TREASURES FROM OUR TRADITION
Sometimes the heat of summer translates into unrest in a city’s streets. In the summer of 1834, popular sentiment against the presence of the Ursuline nuns near Boston reached a boiling point. An influx of Irish laborers had an impact on the work force in the city, and a deep-seated resentment against Catholics fueled the fire. The nuns supported themselves with a school, and most of the young women students were drawn from patrician Protestant families. Nevertheless, rumors fed by the saga of an unhappy junior sister and a later episode of a senior sister fleeing the place increased tensions. The city’s selectmen were given a tour by the disgruntled sister, who by then had returned, and found all things in good order. That didn’t please the mob, and the mother superior didn’t help matters when she said that the bishop had platoons of Irishmen at hand, twenty thousand strong, to do marauders harm. By August 11, the convent had been invaded, ransacked, and burned to the ground. The nuns fled to Maine and Canada.

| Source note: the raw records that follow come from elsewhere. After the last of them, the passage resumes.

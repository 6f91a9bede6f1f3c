//! Built-in functions and methods of the modelled subset

use std::cell::RefCell;
use std::cmp::Ordering;
use std::rc::Rc;

use canonize_syntax::BinOp;

use crate::error::{EvalError, Exception, EXCEPTION_CLASSES};
use crate::interp::{dict_insert, make_set, normalize_index, Exec, Interpreter, Signal};
use crate::ops::binary;
use crate::value::{range_len, shared, Num, Value};

/// Built-in functions the interpreter implements
const BUILTIN_FUNCTIONS: &[&str] = &[
    "abs", "all", "any", "bool", "chr", "dict", "divmod", "enumerate", "filter", "float", "int",
    "isinstance", "len", "list", "map", "max", "min", "ord", "pow", "print", "range", "reversed",
    "round", "set", "sorted", "str", "sum", "tuple", "zip",
];

/// Value a name resolves to when no scope binds it
pub(crate) fn builtin_value(name: &str) -> Option<Value> {
    if let Some(found) = BUILTIN_FUNCTIONS.iter().find(|b| **b == name) {
        return Some(Value::Builtin(*found));
    }
    EXCEPTION_CLASSES
        .iter()
        .find(|class| **class == name)
        .copied()
        .map(Value::ExceptionType)
}

type Kwargs = Vec<(String, Value)>;

fn take_kwarg(kwargs: &mut Kwargs, name: &str) -> Option<Value> {
    let at = kwargs.iter().position(|(key, _)| key == name)?;
    Some(kwargs.remove(at).1)
}

fn reject_kwargs(function: &str, kwargs: &Kwargs) -> Result<(), Exception> {
    match kwargs.first() {
        Some((key, _)) => Err(Exception::type_error(format!(
            "{function}() got an unexpected keyword argument '{key}'"
        ))),
        None => Ok(()),
    }
}

fn arity(function: &str, args: &[Value], min: usize, max: usize) -> Result<(), Exception> {
    if (min..=max).contains(&args.len()) {
        Ok(())
    } else {
        Err(Exception::type_error(format!(
            "{function}() takes {min} to {max} arguments ({} given)",
            args.len()
        )))
    }
}

fn int_arg(value: &Value) -> Result<i64, Exception> {
    match value.number() {
        Some(Num::Int(i)) => Ok(i),
        _ => Err(Exception::type_error(format!(
            "'{}' object cannot be interpreted as an integer",
            value.type_name()
        ))),
    }
}

fn str_arg<'v>(value: &'v Value, function: &str) -> Result<&'v str, Exception> {
    match value {
        Value::Str(s) => Ok(s),
        other => Err(Exception::type_error(format!(
            "{function}() argument must be str, not {}",
            other.type_name()
        ))),
    }
}
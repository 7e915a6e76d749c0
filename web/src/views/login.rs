use dioxus::prelude::*;
use types::{AdminGate, LoginErrors, LoginForm, login};
use ui::FormField;

#[component]
pub fn Login(mut gate: Signal<AdminGate>) -> Element {
    let mut email = use_signal(String::new);
    let mut password = use_signal(String::new);
    let mut errors = use_signal(LoginErrors::default);
    // Fields re-validate as they change only once a submit has been tried.
    let mut attempted = use_signal(|| false);

    let on_submit = move |evt: FormEvent| {
        evt.prevent_default();
        attempted.set(true);

        let form = LoginForm::new(email.read().clone(), password.read().clone());
        let result = gate.write().submit(&form);
        errors.set(result.err().unwrap_or_default());
    };

    rsx! {
        h1 { class: "page-title", "Admin Panel" }
        div { class: "card login-card",
            h2 { class: "login-title", "Admin Login" }
            form {
                novalidate: true,
                onsubmit: on_submit,
                FormField {
                    id: "email",
                    label: "Email",
                    input_type: "email",
                    autocomplete: "username",
                    value: email(),
                    error: errors.read().email,
                    oninput: move |value: String| {
                        if attempted() {
                            errors.write().email = login::validate_email(&value).err();
                        }
                        email.set(value);
                    },
                }
                FormField {
                    id: "password",
                    label: "Password",
                    input_type: "password",
                    autocomplete: "current-password",
                    value: password(),
                    error: errors.read().password,
                    oninput: move |value: String| {
                        if attempted() {
                            errors.write().password = login::validate_password(&value).err();
                        }
                        password.set(value);
                    },
                }
                button {
                    r#type: "submit",
                    class: "btn btn-block btn-purple",
                    "Login"
                }
            }
        }
    }
}
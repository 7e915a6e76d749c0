use dioxus::prelude::*;
use types::ApprovalStatus;

#[component]
pub fn StatusBadge(status: ApprovalStatus) -> Element {
    let class = match status {
        ApprovalStatus::Approved => "badge badge-approved",
        ApprovalStatus::Pending => "badge badge-pending",
    };

    rsx! {
        span { class, "{status.label()}" }
    }
}
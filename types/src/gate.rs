use crate::{AdminLogin, LoginErrors, LoginForm};

/// Whether the admin page shows the login form or the dashboard.
///
/// This lives only as long as the page does. It is never synchronized with a
/// server-side session, so a reload starts over at [`AdminGate::LoggedOut`].
#[derive(Debug, Clone, Default, PartialEq, Eq)]
pub enum AdminGate {
    #[default]
    LoggedOut,
    LoggedIn(AdminLogin),
}

impl AdminGate {
    pub fn is_logged_in(&self) -> bool {
        matches!(self, AdminGate::LoggedIn(_))
    }

    pub fn login(&self) -> Option<&AdminLogin> {
        match self {
            AdminGate::LoggedIn(login) => Some(login),
            AdminGate::LoggedOut => None,
        }
    }

    /// Validate a submitted form and open the gate if it passes.
    ///
    /// A rejected submission leaves the gate as it was.
    pub fn submit(&mut self, form: &LoginForm) -> Result<(), LoginErrors> {
        match form.validate() {
            Ok(login) => {
                tracing::info!(email = %login.email(), "admin login accepted");
                *self = AdminGate::LoggedIn(login);
                Ok(())
            }
            Err(errors) => {
                tracing::debug!(
                    email_invalid = errors.email.is_some(),
                    password_invalid = errors.password.is_some(),
                    "admin login rejected"
                );
                Err(errors)
            }
        }
    }
}
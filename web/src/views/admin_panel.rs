use dioxus::prelude::*;
use types::AdminGate;

use super::{Dashboard, Login};

/// The admin page. Shows the login form until a submission passes
/// validation, then the dashboard for the rest of the page's life.
#[component]
pub fn AdminPanel() -> Element {
    let gate = use_signal(AdminGate::default);

    rsx! { GatedView { gate } }
}

#[component]
fn GatedView(gate: Signal<AdminGate>) -> Element {
    let logged_in = gate.read().is_logged_in();

    rsx! {
        div { class: "admin-page",
            if logged_in {
                Dashboard {}
            } else {
                Login { gate }
            }
        }
    }
}
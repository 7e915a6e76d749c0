use std::fmt;

use thiserror::Error;

/// An inline validation message attached to a single login field.
#[derive(Debug, Clone, Copy, PartialEq, Eq, Error)]
pub enum FieldError {
    #[error("Invalid email")]
    InvalidEmail,
    #[error("Password must be at least {min} characters")]
    PasswordTooShort { min: usize },
}

/// Every field error produced by one validation pass.
///
/// Both fields are always checked, so a submission can fail on both at once.
#[derive(Debug, Clone, Copy, Default, PartialEq, Eq)]
pub struct LoginErrors {
    pub email: Option<FieldError>,
    pub password: Option<FieldError>,
}

impl LoginErrors {
    pub fn is_empty(&self) -> bool {
        self.email.is_none() && self.password.is_none()
    }
}

impl fmt::Display for LoginErrors {
    fn fmt(&self, f: &mut fmt::Formatter<'_>) -> fmt::Result {
        let messages: Vec<String> = [self.email, self.password]
            .into_iter()
            .flatten()
            .map(|e| e.to_string())
            .collect();

        if messages.is_empty() {
            write!(f, "no validation errors")
        } else {
            write!(f, "{}", messages.join("; "))
        }
    }
}

impl std::error::Error for LoginErrors {}
mod admin_panel;
pub use admin_panel::AdminPanel;

mod login;
pub use login::Login;

mod dashboard;
pub use dashboard::Dashboard;

mod not_found;
pub use not_found::NotFound;
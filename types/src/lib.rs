pub mod dashboard;
mod error;
pub mod gate;
pub mod login;

pub use dashboard::{AdminAction, ApprovalStatus, DASHBOARD, DashboardSnapshot, format_count};
pub use error::{FieldError, LoginErrors};
pub use gate::AdminGate;
pub use login::{AdminLogin, LoginForm, MIN_PASSWORD_LEN};
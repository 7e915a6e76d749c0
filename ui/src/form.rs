use dioxus::prelude::*;
use types::FieldError;

/// A labelled input with its inline validation message underneath.
#[component]
pub fn FormField(
    id: &'static str,
    label: &'static str,
    input_type: &'static str,
    autocomplete: &'static str,
    value: String,
    #[props(!optional)] error: Option<FieldError>,
    oninput: EventHandler<String>,
) -> Element {
    rsx! {
        div { class: "form-group",
            label { class: "form-label", r#for: id, "{label}" }
            input {
                id,
                name: id,
                class: if error.is_some() { "form-input form-input-invalid" } else { "form-input" },
                r#type: input_type,
                autocomplete,
                value: "{value}",
                oninput: move |e| oninput.call(e.value()),
            }
            if let Some(err) = error {
                p { class: "form-error", "{err}" }
            }
        }
    }
}
use dioxus::prelude::*;

/// Outline icons drawn on a 24x24 grid.
#[derive(Debug, Clone, Copy, PartialEq, Eq)]
pub enum IconKind {
    Users,
    Building,
    Briefcase,
}

#[component]
pub fn Icon(
    kind: IconKind,
    #[props(default = 24)] size: u32,
    #[props(default, into)] class: String,
) -> Element {
    rsx! {
        svg {
            class: "icon {class}",
            width: "{size}",
            height: "{size}",
            view_box: "0 0 24 24",
            fill: "none",
            stroke: "currentColor",
            stroke_width: "2",
            stroke_linecap: "round",
            stroke_linejoin: "round",
            {match kind {
                IconKind::Users => rsx! {
                    path { d: "M16 21v-2a4 4 0 0 0-4-4H6a4 4 0 0 0-4 4v2" }
                    circle { cx: "9", cy: "7", r: "4" }
                    path { d: "M22 21v-2a4 4 0 0 0-3-3.87" }
                    path { d: "M16 3.13a4 4 0 0 1 0 7.75" }
                },
                IconKind::Building => rsx! {
                    rect { width: "16", height: "20", x: "4", y: "2", rx: "2", ry: "2" }
                    path { d: "M9 22v-4h6v4" }
                    path { d: "M8 6h.01" }
                    path { d: "M16 6h.01" }
                    path { d: "M12 6h.01" }
                    path { d: "M12 10h.01" }
                    path { d: "M12 14h.01" }
                    path { d: "M16 10h.01" }
                    path { d: "M16 14h.01" }
                    path { d: "M8 10h.01" }
                    path { d: "M8 14h.01" }
                },
                IconKind::Briefcase => rsx! {
                    path { d: "M16 20V4a2 2 0 0 0-2-2h-4a2 2 0 0 0-2 2v16" }
                    rect { width: "20", height: "14", x: "2", y: "6", rx: "2" }
                },
            }}
        }
    }
}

The diocese attempted to recover losses, but the commonwealth offered only ten thousand dollars, which was rejected. Years later, a legislative bill for the state to rebuild the convent and school was roundly defeated. Yet the enterprise of Catholic education had great resilience, and in 1946, more than a hundred years after the riots, the Ursulines returned to Boston to re-establish an academy that endures to the present day.